> _Dataset excerpts_:
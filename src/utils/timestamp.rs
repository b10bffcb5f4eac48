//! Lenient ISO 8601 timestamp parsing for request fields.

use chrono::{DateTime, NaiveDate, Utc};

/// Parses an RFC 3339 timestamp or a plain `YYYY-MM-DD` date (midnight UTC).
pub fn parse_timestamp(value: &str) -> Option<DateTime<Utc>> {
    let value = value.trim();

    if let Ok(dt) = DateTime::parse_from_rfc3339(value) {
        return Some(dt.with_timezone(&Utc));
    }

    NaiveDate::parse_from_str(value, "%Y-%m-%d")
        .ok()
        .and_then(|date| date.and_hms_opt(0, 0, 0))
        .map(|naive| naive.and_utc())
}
---
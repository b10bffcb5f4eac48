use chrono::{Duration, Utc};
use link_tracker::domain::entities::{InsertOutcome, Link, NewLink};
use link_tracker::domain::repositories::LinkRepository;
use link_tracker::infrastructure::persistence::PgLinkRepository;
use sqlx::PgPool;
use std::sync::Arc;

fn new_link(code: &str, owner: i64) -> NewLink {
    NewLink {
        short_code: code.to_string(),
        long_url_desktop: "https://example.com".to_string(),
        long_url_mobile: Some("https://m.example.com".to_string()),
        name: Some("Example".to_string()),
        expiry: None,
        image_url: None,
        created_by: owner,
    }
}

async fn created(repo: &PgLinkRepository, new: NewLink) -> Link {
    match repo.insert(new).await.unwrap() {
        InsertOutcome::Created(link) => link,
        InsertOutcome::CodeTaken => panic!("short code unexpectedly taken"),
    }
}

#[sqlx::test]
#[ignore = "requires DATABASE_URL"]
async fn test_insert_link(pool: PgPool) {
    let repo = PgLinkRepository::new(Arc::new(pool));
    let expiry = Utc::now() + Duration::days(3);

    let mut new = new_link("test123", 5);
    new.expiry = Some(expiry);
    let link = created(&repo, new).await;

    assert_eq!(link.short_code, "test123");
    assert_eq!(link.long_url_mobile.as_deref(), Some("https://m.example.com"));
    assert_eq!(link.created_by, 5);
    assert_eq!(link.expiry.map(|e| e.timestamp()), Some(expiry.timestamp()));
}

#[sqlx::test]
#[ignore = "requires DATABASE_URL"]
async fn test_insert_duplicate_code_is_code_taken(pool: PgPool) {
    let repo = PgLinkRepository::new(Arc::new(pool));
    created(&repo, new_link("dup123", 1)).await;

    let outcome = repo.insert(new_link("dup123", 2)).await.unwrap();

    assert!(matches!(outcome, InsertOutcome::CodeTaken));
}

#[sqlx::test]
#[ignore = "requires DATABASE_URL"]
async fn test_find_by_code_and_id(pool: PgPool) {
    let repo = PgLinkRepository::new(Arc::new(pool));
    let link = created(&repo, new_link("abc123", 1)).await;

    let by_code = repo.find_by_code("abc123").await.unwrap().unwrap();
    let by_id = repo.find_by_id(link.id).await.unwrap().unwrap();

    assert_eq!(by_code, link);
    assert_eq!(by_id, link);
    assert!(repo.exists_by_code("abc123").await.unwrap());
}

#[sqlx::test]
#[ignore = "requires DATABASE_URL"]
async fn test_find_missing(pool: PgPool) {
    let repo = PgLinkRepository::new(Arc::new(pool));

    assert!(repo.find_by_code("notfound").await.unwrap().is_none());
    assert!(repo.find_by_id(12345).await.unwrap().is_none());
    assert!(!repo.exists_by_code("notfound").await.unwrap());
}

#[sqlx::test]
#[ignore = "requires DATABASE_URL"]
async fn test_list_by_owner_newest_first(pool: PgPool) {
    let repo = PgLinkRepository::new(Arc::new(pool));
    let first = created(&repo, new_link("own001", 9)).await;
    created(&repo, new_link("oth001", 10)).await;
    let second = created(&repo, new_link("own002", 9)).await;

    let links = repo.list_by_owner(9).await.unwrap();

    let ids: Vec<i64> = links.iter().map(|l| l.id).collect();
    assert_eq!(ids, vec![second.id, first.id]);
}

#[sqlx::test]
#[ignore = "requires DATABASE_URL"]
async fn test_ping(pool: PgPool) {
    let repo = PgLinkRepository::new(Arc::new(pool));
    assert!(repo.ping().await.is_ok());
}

> _Problem requirements_:
Copy each line of the data that includes the word "https".

> _Answer box_:
        long_url_desktop: "https://example.com".to_string(),
        long_url_mobile: Some("https://m.example.com".to_string()),
    assert_eq!(link.long_url_mobile.as_deref(), Some("https://m.example.com"));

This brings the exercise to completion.